A few years on the opposition benches would do Fianna Fáil enormous good, says O’Dea, who sees Jim O’Callaghan as a good prospect to be the next leader of the party which he believes needs a fresh approach.
O’Dea says Taoiseach Micheál Martin has “made a mistake” not cutting ties sooner with coalition partners Fine Gael, and that Fianna Fáil should have built on the gains it made in the 2019 local elections without looking for external support.
Fianna Fáil’s near obliteration in the 2011 general election, when they reduced from 77 to 20 seats, was “the most traumatic experience” in his political life.
Despite the “complete collapse” of the party’s vote, O’Dea was buoyed in being returned to the Dáil again.
Never far from the limelight, he laughs off moments from his “colourful career”, including when a photograph of him holding a Glock pistol graced the front pages when he was Minister for Defence.
Visiting the Curragh army camp to oversee a delivery of new weaponry to the Defence Forces, O’Dea obliged a press photographer’s request he hold up the gun, “sure it was a bit of craic, it didn’t harm me, quite the opposite” he quips.

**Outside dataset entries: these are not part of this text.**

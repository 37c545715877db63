//! Declaration synthesis
//!
//! Infers a header for a translation unit that only contains definitions.
//! The pipeline calls a synthesizer when a unit supplies source text but no
//! header text.

use std::collections::HashSet;
use std::io::Write;
use std::path::PathBuf;
use std::process::{Command, Stdio};
use thiserror::Error;
use tracing::debug;
use tree_sitter::Node;

use crate::treesitter::{
    collapse, declarators, declares_function, declarator_name, first_error, has_storage_class,
    node_text, parse, span_text, strip_initializer,
};

/// Errors raised while synthesizing declarations
#[derive(Debug, Error)]
pub enum SynthesisError {
    #[error("C grammar unavailable: {0}")]
    Grammar(String),

    #[error("Syntax error at line {line}, column {column}")]
    Syntax { line: usize, column: usize },

    #[error("Synthesizer command failed: {0}")]
    Command(String),

    #[error("Native synthesizer failed: {0}")]
    Native(String),

    #[error("IO error: {0}")]
    Io(#[from] std::io::Error),
}

/// Produces forward declarations for the externally visible definitions of
/// a translation unit.
pub trait DeclarationSynthesizer: Send + Sync {
    /// Synthesizer name, for logs
    fn name(&self) -> &str;

    /// Declarations for `source`, one per line
    fn synthesize(&self, source: &str) -> Result<String, SynthesisError>;
}

/// Built-in synthesizer backed by tree-sitter.
///
/// Emits, in source order:
/// - a prototype for every non-`static` function definition
/// - every non-`static` top-level function prototype
/// - an `extern` declaration for every non-`static` global variable
/// - every top-level struct, union, enum and typedef definition
///
/// Functions are emitted once, at their first appearance.
#[derive(Debug, Default, Clone)]
pub struct TreeSitterSynthesizer;

impl TreeSitterSynthesizer {
    pub fn new() -> Self {
        Self
    }

    fn visit_item(&self, node: Node, source: &str, seen: &mut HashSet<String>, out: &mut Vec<String>) {
        match node.kind() {
            "function_definition" => {
                if has_storage_class(node, source, "static") {
                    return;
                }
                let Some(body) = node.child_by_field_name("body") else {
                    return;
                };
                let Some(name) = node
                    .child_by_field_name("declarator")
                    .and_then(declarator_name)
                    .map(|n| node_text(n, source).to_string())
                else {
                    return;
                };
                if seen.insert(name.clone()) {
                    debug!("Found definition: {}", name);
                    out.push(format!("{};", span_text(source, node.start_byte(), body.start_byte())));
                }
            }
            "declaration" => {
                if has_storage_class(node, source, "static") {
                    return;
                }
                self.visit_declaration(node, source, seen, out);
            }
            "type_definition" => {
                out.push(collapse(node_text(node, source)));
            }
            "struct_specifier" | "union_specifier" | "enum_specifier" => {
                if node.child_by_field_name("body").is_some() {
                    out.push(format!("{};", collapse(node_text(node, source))));
                }
            }
            _ => {}
        }
    }

    fn visit_declaration(
        &self,
        node: Node,
        source: &str,
        seen: &mut HashSet<String>,
        out: &mut Vec<String>,
    ) {
        let decls = declarators(node);
        let Some(first) = decls.first() else {
            return;
        };
        let is_extern = has_storage_class(node, source, "extern");
        let prefix = span_text(source, node.start_byte(), first.start_byte());

        for declarator in decls {
            let declarator = strip_initializer(declarator);
            let Some(name) = declarator_name(declarator).map(|n| node_text(n, source).to_string()) else {
                continue;
            };
            let text = collapse(node_text(declarator, source));

            if declares_function(declarator) {
                if seen.insert(name) {
                    out.push(format!("{} {};", prefix, text));
                }
            } else if is_extern {
                out.push(format!("{} {};", prefix, text));
            } else {
                out.push(format!("extern {} {};", prefix, text));
            }
        }
    }
}

impl DeclarationSynthesizer for TreeSitterSynthesizer {
    fn name(&self) -> &str {
        "tree-sitter"
    }

    fn synthesize(&self, source: &str) -> Result<String, SynthesisError> {
        let tree = parse(source).map_err(SynthesisError::Grammar)?;
        let root = tree.root_node();

        if let Some(point) = first_error(root) {
            return Err(SynthesisError::Syntax {
                line: point.row + 1,
                column: point.column,
            });
        }

        let mut seen = HashSet::new();
        let mut out = Vec::new();
        let mut cursor = root.walk();
        for item in root.named_children(&mut cursor) {
            self.visit_item(item, source, &mut seen, &mut out);
        }

        Ok(out.join("\n"))
    }
}

/// Synthesizer delegating to an external program.
///
/// The source is written to the program's stdin; its stdout, trimmed, is
/// the header. A non-zero exit status fails synthesis.
#[derive(Debug, Clone)]
pub struct CommandSynthesizer {
    program: PathBuf,
    args: Vec<String>,
}

impl CommandSynthesizer {
    pub fn new(program: impl Into<PathBuf>, args: Vec<String>) -> Self {
        Self {
            program: program.into(),
            args,
        }
    }
}

impl DeclarationSynthesizer for CommandSynthesizer {
    fn name(&self) -> &str {
        "command"
    }

    fn synthesize(&self, source: &str) -> Result<String, SynthesisError> {
        debug!("Synthesizing with {:?} {:?}", self.program, self.args);

        let mut child = Command::new(&self.program)
            .args(&self.args)
            .stdin(Stdio::piped())
            .stdout(Stdio::piped())
            .stderr(Stdio::piped())
            .spawn()?;

        // A program may exit without reading its input; its status decides.
        if let Some(mut stdin) = child.stdin.take() {
            match stdin.write_all(source.as_bytes()) {
                Err(e) if e.kind() != std::io::ErrorKind::BrokenPipe => return Err(e.into()),
                _ => {}
            }
        }

        let output = child.wait_with_output()?;
        if !output.status.success() {
            return Err(SynthesisError::Command(
                String::from_utf8_lossy(&output.stderr).trim().to_string(),
            ));
        }

        Ok(String::from_utf8_lossy(&output.stdout).trim().to_string())
    }
}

In 2011, Limerick hip hop duo The Rubberbandits propelled O’Dea to a younger generation of voters with their controversial political parody “Song for Willie O’Dea”, which led to the politician appearing on RTÉ Radio 1’s Liveline with Joe Duffy defending the song’s references to drugs, and telling listeners it was a “hilarious, lampooning of Limerick”.
“It did me no harm,” he says under his legendary cackling laugh.
When he does eventually hang up his canvassing shoes, O’Dea says he is considering writing a tell-all memoir out of a treasure-trove of personal diaries he has kept since his first day in the Dáil, and which has already attracted interest from publishers.
In his trademark wit, the Limerick TD says: “Well, when I write it, it’ll be called WillieLeaks…and I can assure you it’ll have to be scrutinised by the lawyers, there’ll be lots of fellas nervous, some of them are no longer with us, but a lot of them still are.”